Be clear and concise:When it comes to writing your CV and cover letter, clarity is key. Avoid jargon that could confuse us and stick to simple, direct language. Highlight your achievements with quantifiable results where possible, and keep everything easy to read. A well-organised application goes a long way!
How to prepare for a job interview at WeAreTechWomen
✨Brush Up on Your Coding Skills
For a full-time software engineering role, it's crucial that we stay sharp with our coding abilities. Expect technical questions that might involve solving problems on the spot or discussing algorithms. Practise on platforms like LeetCode or HackerRank to get comfortable with the types of questions that often come up.

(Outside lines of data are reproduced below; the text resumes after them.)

//! # Live Dispatch Test
//!
//! Runs one job against a deployed processing service through the real HTTP
//! and WebSocket transports and prints what came back.

use clap::Parser;
use serde_json::json;

use lib_dispatch::{DispatchConfig, DispatchContext};

#[derive(Parser, Debug)]
#[command(about = "Sends one job to a live processing service")]
struct Args {
    /// Base address of the service.
    #[arg(long, env = "DISPATCH_SERVICE_ADDRESS", default_value = "http://localhost:8080")]
    address: String,

    /// Content address to process.
    #[arg(long)]
    src: String,

    /// Skip the REST cold-start path and go straight to the channel.
    #[arg(long)]
    channel_only: bool,
}

#[tokio::main]
async fn main() -> anyhow::Result<()> {
    project_tests::init_test_logging();
    let args = Args::parse();

    let config = DispatchConfig {
        service_address: args.address.clone(),
        cold_start_rest: !args.channel_only,
        ..DispatchConfig::default()
    };
    let ctx = DispatchContext::with_http(config)?;

    println!("[*] Probing {} ...", args.address);
    if !ctx.probe_health().await? {
        eprintln!("\n[ERROR] Service did not answer the health probe.");
        std::process::exit(1);
    }

    println!("[*] Submitting {} ...", args.src);
    match ctx.run(json!({ "src": args.src })).await {
        Some(Ok(done)) => {
            println!("\n[SUCCESS] Job {} finished:", done.job_id);
            println!("-----------------------------------------------");
            println!("{}", serde_json::to_string_pretty(&done.result)?);
            println!("-----------------------------------------------");
            println!("[INFO] Final connection state: {:?}", ctx.connection_state());
        }
        Some(Err(e)) => {
            eprintln!("\n[ERROR] Job failed:");
            eprintln!(">>> {}", e);
            ctx.shutdown();
            std::process::exit(1);
        }
        None => eprintln!("\n[WARN] Job was cancelled."),
    }

    ctx.shutdown();
    Ok(())
}
//! # Retrieve Module
//!
//! Real network transports behind the core's transport traits.

/// Generic JSON API client with retrying and send-once stacks.
pub mod ky_http;
/// `ServiceApi` over HTTP.
pub mod service_api;
/// `ChannelConnector` over WebSocket.
pub mod ws_channel;

pub use service_api::HttpServiceApi;
pub use ws_channel::WsConnector;
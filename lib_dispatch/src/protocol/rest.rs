//! REST fallback bodies (`POST /translate`, `GET /translate/{id}`).

use serde::{Deserialize, Serialize};
use serde_json::Value;

/// Body returned by the submit endpoint.
#[derive(Debug, Clone, PartialEq, Serialize, Deserialize)]
pub struct SubmitResponse {
    /// Opaque job id assigned by the service. Missing or empty is a failed submit.
    #[serde(default)]
    pub id: Option<String>,
}

/// Body returned by the status endpoint.
#[derive(Debug, Clone, PartialEq, Serialize, Deserialize)]
pub struct PollResponse {
    #[serde(default)]
    pub status: String,
    #[serde(default)]
    pub result: Option<Value>,
}

/// Interpreted poll state.
#[derive(Debug, Clone, PartialEq)]
pub enum PollStatus {
    /// Not finished yet (`queued`, `pending`, `running`, or anything unknown).
    Pending,
    /// Finished; carries the result document.
    Done(Value),
    /// Failed; carries the service's message.
    Failed(String),
}

impl From<PollResponse> for PollStatus {
    fn from(resp: PollResponse) -> Self {
        match resp.status.as_str() {
            "done" => PollStatus::Done(resp.result.unwrap_or(Value::Null)),
            "error" => {
                let message = match resp.result {
                    Some(Value::String(s)) if !s.is_empty() => s,
                    Some(Value::Null) | None => "Unknown error".to_string(),
                    Some(other) => other.to_string(),
                };
                PollStatus::Failed(message)
            }
            _ => PollStatus::Pending,
        }
    }
}
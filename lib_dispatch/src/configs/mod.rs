//! # Configuration Modules
//!
//! The dispatch configuration struct is always available; file and
//! environment layering is gated behind the `configs` feature.

/// Dispatch tunables, defaults and layered loading.
pub mod config_dispatch;

pub use config_dispatch::DispatchConfig;

#[cfg(feature = "configs")]
pub use config_dispatch::{ConfigError, ENV_PREFIX};
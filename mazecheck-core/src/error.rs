//! Error types for loading, model construction and verification.
//!
//! Map-authoring defects are never errors: they are collected as issues and
//! findings on the [`Report`](crate::report::Report). The types here cover the
//! cases where no report can be produced at all.

use std::path::PathBuf;
use thiserror::Error;

/// Precondition failures while building a [`MapModel`](crate::model::MapModel).
///
/// Raised only when the parsed level lacks the basic shape every other check
/// depends on.
#[derive(Debug, Clone, PartialEq, Eq, Error)]
pub enum MalformedModelError {
    /// The maze declares no `Character`.
    #[error("maze has no Character element")]
    MissingCharacter,

    /// The maze declares more than one `Character`.
    #[error("maze declares {0} Character elements, expected exactly one")]
    MultipleCharacters(usize),

    /// The maze declares no rooms.
    #[error("maze has no Room elements")]
    NoRooms,

    /// `Character.initialroom` does not name a declared room.
    #[error("initial room {0} does not exist")]
    UnknownInitialRoom(i64),
}

/// Errors raised while reading a level file into a model.
#[derive(Debug, Error)]
pub enum LoadError {
    #[error("failed to read {path}: {source}")]
    Io {
        path: PathBuf,
        #[source]
        source: std::io::Error,
    },

    #[error("unsupported level file extension: {0}")]
    UnsupportedFormat(String),

    #[error("xml syntax error: {0}")]
    Xml(#[from] quick_xml::Error),

    #[error("yaml syntax error: {0}")]
    Yaml(#[from] serde_yaml::Error),

    #[error("json syntax error: {0}")]
    Json(#[from] serde_json::Error),

    #[error("document has no <{0}> element")]
    MissingElement(&'static str),

    #[error("unexpected element <{element}> inside <{parent}>")]
    UnexpectedElement { element: String, parent: String },

    #[error("<{element}> is missing required attribute '{attribute}'")]
    MissingAttribute {
        element: String,
        attribute: &'static str,
    },

    #[error("<{element}> attribute '{attribute}' has invalid value '{value}'")]
    InvalidAttribute {
        element: String,
        attribute: &'static str,
        value: String,
    },

    /// `Key.keyid` does not match `\d+(;\d+)*`.
    #[error("key {block_id}: keyid '{value}' is not a ';'-separated list of non-negative integers")]
    InvalidKeyId { block_id: i64, value: String },

    /// `WindArea.compass-direction` is outside `[0, 7]`.
    #[error("wind area {block_id}: compass-direction {value} is outside 0..=7")]
    CompassOutOfRange { block_id: i64, value: i64 },

    #[error(transparent)]
    Model(#[from] MalformedModelError),
}

/// Errors raised while reading a [`VerifierConfig`](crate::config::VerifierConfig).
#[derive(Debug, Error)]
pub enum ConfigError {
    #[error("failed to read config {path}: {source}")]
    Io {
        path: PathBuf,
        #[source]
        source: std::io::Error,
    },

    #[error("invalid config: {0}")]
    Parse(#[from] serde_yaml::Error),
}

/// Faults of the verifier itself, as opposed to faults of the level.
#[derive(Debug, Clone, PartialEq, Eq, Error)]
pub enum VerifyError {
    /// Propagation did not reach a fixed point within the pass cap.
    #[error("internal invariant violated: reachability did not stabilise within {cap} passes")]
    InternalInvariant { cap: usize },
}

#[cfg(test)]
mod tests {
    use super::*;

    #[test]
    fn error_display() {
        let err = MalformedModelError::UnknownInitialRoom(42);
        assert!(err.to_string().contains("42"));

        let err = LoadError::InvalidKeyId {
            block_id: 9,
            value: "1;;2".to_string(),
        };
        assert!(err.to_string().contains("1;;2"));

        let err = VerifyError::InternalInvariant { cap: 5 };
        assert!(err.to_string().contains('5'));
    }

    #[test]
    fn model_error_converts_into_load_error() {
        let err: LoadError = MalformedModelError::NoRooms.into();
        assert!(matches!(err, LoadError::Model(MalformedModelError::NoRooms)));
    }
}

✨Know Your Tools and Frameworks
Make sure we’re well-acquainted with the tools and technologies listed in the job description. Familiarise ourselves with any specific frameworks or programming languages mentioned. If WeAreTechWomen uses React or Node.js, for instance, be ready to discuss how we’ve used them in previous projects or coursework.
✨Showcase Your Projects
Bring along a portfolio that highlights our best work. This could be code samples, GitHub repositories, or any side projects we’ve built. Make sure we can talk through our thought process for each project, especially the challenges we faced and how we solved them—this shows our problem-solving skills in action.
✨Prepare for Behavioural Questions
While technical skills are key, full-time positions also require cultural fit. Be ready to discuss our previous experiences and how we handle teamwork, conflict, and deadlines. Brush up on the STAR method—Situation, Task, Action, Result—to clearly articulate our past experiences when discussing how we've contributed to a team.